▶ [YOUR ASSIGNMENT]
Scan the material for the string "enum" and copy out every line in which it occurs.

-------- DATA TO PROCESS

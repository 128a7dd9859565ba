use std::fmt;

/// Raised when externally supplied configuration fails validation.
///
/// Validation is all-or-nothing: a configuration that produces this error is
/// never partially applied.
#[derive(Debug, Clone, PartialEq, Eq)]
pub enum ConfigurationError {
    Invalid(String),
}

impl ConfigurationError {
    pub fn invalid(reason: impl Into<String>) -> Self {
        ConfigurationError::Invalid(reason.into())
    }
}

impl fmt::Display for ConfigurationError {
    fn fmt(&self, f: &mut fmt::Formatter<'_>) -> fmt::Result {
        match self {
            ConfigurationError::Invalid(reason) => write!(f, "CONFIG_INVALID: {reason}"),
        }
    }
}

impl std::error::Error for ConfigurationError {}
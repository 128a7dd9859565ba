//! mg-daemon entry point.
//!
//! Thin: sets up tracing, loads and validates the layered config, builds the
//! shared state, wires middleware, and starts the HTTP server. Route handlers
//! live in `routes.rs`; shared state types live in `state.rs`.

use std::{net::SocketAddr, sync::Arc, time::Duration};

use anyhow::Context;
use axum::http::{HeaderValue, Method};
use mg_config::{load_layered_yaml, report_unused_keys, GuardConfig, UnusedKeyPolicy};
use mg_daemon::{routes, state};
use mg_execution::DryRunActionRepository;
use tower_http::{
    cors::CorsLayer,
    trace::{DefaultMakeSpan, DefaultOnResponse, TraceLayer},
};
use tracing::{info, warn, Level};

#[tokio::main]
async fn main() -> anyhow::Result<()> {
    // Silent if the file does not exist; production injects env vars directly.
    let _ = dotenvy::from_filename(".env.local");

    init_tracing();

    let (config, config_hash) = load_config()?;
    let passphrase = std::env::var("MG_PASSPHRASE").ok();
    if passphrase.as_deref().map_or(true, str::is_empty) {
        warn!("MG_PASSPHRASE not set; every authenticated operation will be refused");
    }

    // No platform backend is linked into the daemon; actions are logged only.
    let repository = Arc::new(DryRunActionRepository::new());
    let shared = Arc::new(
        state::DaemonState::build(config, repository, passphrase, config_hash)
            .await
            .context("failed to build daemon state")?,
    );

    state::spawn_heartbeat(shared.bus.clone(), Duration::from_secs(1));
    state::spawn_state_relay(Arc::clone(&shared));

    let app = routes::build_router(Arc::clone(&shared))
        .layer(
            TraceLayer::new_for_http()
                .make_span_with(DefaultMakeSpan::new().level(Level::INFO))
                .on_response(DefaultOnResponse::new().level(Level::INFO)),
        )
        .layer(cors_localhost_only());

    let addr = bind_addr_from_env().unwrap_or_else(|| SocketAddr::from(([127, 0, 0, 1], 8787)));
    info!("mg-daemon listening on http://{}", addr);

    axum::serve(tokio::net::TcpListener::bind(addr).await?, app)
        .with_graceful_shutdown(shutdown_signal())
        .await
        .context("server crashed")?;

    shared.autoarm.stop().await;
    info!("mg-daemon stopped");
    Ok(())
}

fn init_tracing() {
    tracing_subscriber::fmt()
        .with_env_filter(
            tracing_subscriber::EnvFilter::try_from_default_env().unwrap_or_else(|_| "info".into()),
        )
        .init();
}

/// `MG_CONFIG` is a comma-separated list of YAML layers, base first. Unset
/// means built-in defaults.
fn load_config() -> anyhow::Result<(mg_config::ValidatedConfig, Option<String>)> {
    let Ok(raw) = std::env::var("MG_CONFIG") else {
        info!("MG_CONFIG not set; using built-in defaults");
        let validated = GuardConfig::default()
            .validate()
            .context("built-in defaults rejected")?;
        return Ok((validated, None));
    };

    let paths: Vec<&str> = raw.split(',').map(str::trim).filter(|p| !p.is_empty()).collect();
    let loaded = load_layered_yaml(&paths)?;
    let report = report_unused_keys(&loaded.config_json, UnusedKeyPolicy::Warn)?;
    for leaf in &report.unused_leaf_pointers {
        warn!(leaf = %leaf, "unused config key");
    }

    let validated = loaded
        .guard_config()?
        .validate()
        .context("configuration rejected")?;
    info!(config_hash = %loaded.config_hash, layers = paths.len(), "configuration loaded");
    Ok((validated, Some(loaded.config_hash)))
}

fn bind_addr_from_env() -> Option<SocketAddr> {
    std::env::var("MG_DAEMON_ADDR").ok()?.parse().ok()
}

async fn shutdown_signal() {
    if let Err(e) = tokio::signal::ctrl_c().await {
        warn!(error = %e, "failed to listen for ctrl-c");
        std::future::pending::<()>().await;
    }
    info!("shutdown requested");
}

/// CORS: allow only localhost origins.
fn cors_localhost_only() -> CorsLayer {
    let allowed_origins = [
        "http://localhost",
        "http://127.0.0.1",
        "http://localhost:3000",
        "http://127.0.0.1:3000",
        "http://localhost:5173",
        "http://127.0.0.1:5173",
    ];

    let origins: Vec<HeaderValue> = allowed_origins
        .iter()
        .filter_map(|o| HeaderValue::from_str(o).ok())
        .collect();

    CorsLayer::new()
        .allow_origin(origins)
        .allow_methods([Method::GET, Method::POST])
        .allow_headers(tower_http::cors::Any)
}
use std::time::Duration;

use serde::{Deserialize, Serialize};

/// User-facing notification emitted by the core.
#[derive(Debug, Clone, PartialEq, Serialize, Deserialize)]
#[serde(tag = "type", rename_all = "snake_case")]
pub enum Notification {
    Armed { automatic: bool },
    Disarmed,
    GracePeriodStarted { seconds: u64 },
    GracePeriodCancelled,
    Triggered,
    ActionsCompleted { succeeded: usize, failed: usize },
    AutoArmPending { reason: String, delay_secs: u64 },
    AutoArmCancelled,
}

impl Notification {
    pub fn from_grace_period(d: Duration) -> Self {
        Notification::GracePeriodStarted { seconds: d.as_secs() }
    }

    pub fn title(&self) -> &'static str {
        match self {
            Notification::Armed { .. } => "Power guard armed",
            Notification::Disarmed => "Power guard disarmed",
            Notification::GracePeriodStarted { .. } => "Power disconnected",
            Notification::GracePeriodCancelled => "Security response cancelled",
            Notification::Triggered => "Security response triggered",
            Notification::ActionsCompleted { .. } => "Security actions finished",
            Notification::AutoArmPending { .. } => "Arming soon",
            Notification::AutoArmCancelled => "Automatic arm cancelled",
        }
    }
}

/// Fire-and-forget notification sink.
///
/// Implementations must not block; the core never waits for delivery and
/// ignores failures.
pub trait Notifier: Send + Sync {
    fn notify(&self, notification: Notification);
}

/// Drops every notification.
#[derive(Debug, Default, Clone, Copy)]
pub struct NullNotifier;

impl Notifier for NullNotifier {
    fn notify(&self, _notification: Notification) {}
}
//! Request and response types for all mg-daemon HTTP endpoints.
//!
//! No business logic lives here.

use mg_arming::PowerTransition;
use mg_protection::{CircuitState, ProtectionMetrics};
use mg_schemas::{AppState, SecurityActionType};
use serde::{Deserialize, Serialize};

// ---------------------------------------------------------------------------
// /v1/health
// ---------------------------------------------------------------------------

#[derive(Debug, Clone, Serialize, Deserialize)]
pub struct HealthResponse {
    pub ok: bool,
    pub service: String,
    pub version: String,
}

// ---------------------------------------------------------------------------
// Errors
// ---------------------------------------------------------------------------

/// Body of every non-2xx response.
#[derive(Debug, Clone, Serialize, Deserialize)]
pub struct ErrorResponse {
    /// Machine-readable, e.g. `auth_failed`, `invalid_transition`.
    pub code: String,
    pub error: String,
}

// ---------------------------------------------------------------------------
// /v1/arm  /v1/disarm  /v1/grace/cancel
// ---------------------------------------------------------------------------

/// A missing passphrase counts as the user cancelling the prompt.
#[derive(Debug, Clone, Default, Serialize, Deserialize)]
#[serde(default)]
pub struct AuthRequest {
    pub passphrase: Option<String>,
}

#[derive(Debug, Clone, Serialize, Deserialize)]
pub struct TransitionResponse {
    pub state: AppState,
    pub transition_epoch: u64,
}

// ---------------------------------------------------------------------------
// /v1/power
// ---------------------------------------------------------------------------

#[derive(Debug, Clone, Serialize, Deserialize)]
pub struct PowerRequest {
    pub adapter_connected: bool,
    #[serde(default)]
    pub battery_percent: Option<u8>,
}

#[derive(Debug, Clone, Serialize, Deserialize)]
pub struct PowerResponse {
    /// `None` for the baseline snapshot and for repeats.
    pub transition: Option<PowerTransition>,
    pub state: AppState,
}

// ---------------------------------------------------------------------------
// /v1/actions/stop
// ---------------------------------------------------------------------------

#[derive(Debug, Clone, Serialize, Deserialize)]
pub struct StopActionsResponse {
    pub executing: bool,
}

// ---------------------------------------------------------------------------
// /v1/protection/:action
// ---------------------------------------------------------------------------

#[derive(Debug, Clone, Serialize, Deserialize)]
pub struct ProtectionStatusResponse {
    pub action: SecurityActionType,
    pub enabled: bool,
    pub circuit_state: CircuitState,
    pub available_tokens: f64,
    pub success_rate: f64,
    pub metrics: ProtectionMetrics,
}

// ---------------------------------------------------------------------------
// /v1/autoarm/*
// ---------------------------------------------------------------------------

#[derive(Debug, Clone, Serialize, Deserialize)]
pub struct AutoArmDisableRequest {
    pub minutes: u64,
}

#[derive(Debug, Clone, Serialize, Deserialize)]
pub struct AutoArmStatusResponse {
    pub enabled: bool,
    pub disabled_for_secs: Option<u64>,
    pub pending_arm: bool,
}

#[derive(Debug, Clone, Serialize, Deserialize)]
pub struct LocationRequest {
    pub latitude: f64,
    pub longitude: f64,
}

#[derive(Debug, Clone, Serialize, Deserialize)]
pub struct NetworkRequest {
    /// `None` when not associated with any network.
    #[serde(default)]
    pub ssid: Option<String>,
}

#[derive(Debug, Clone, Serialize, Deserialize)]
pub struct ObservationResponse {
    /// False when the matching monitor is not running.
    pub accepted: bool,
}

----------------

▶ [TASK SOLUTION]
pub enum ConfigurationError {
pub enum Notification {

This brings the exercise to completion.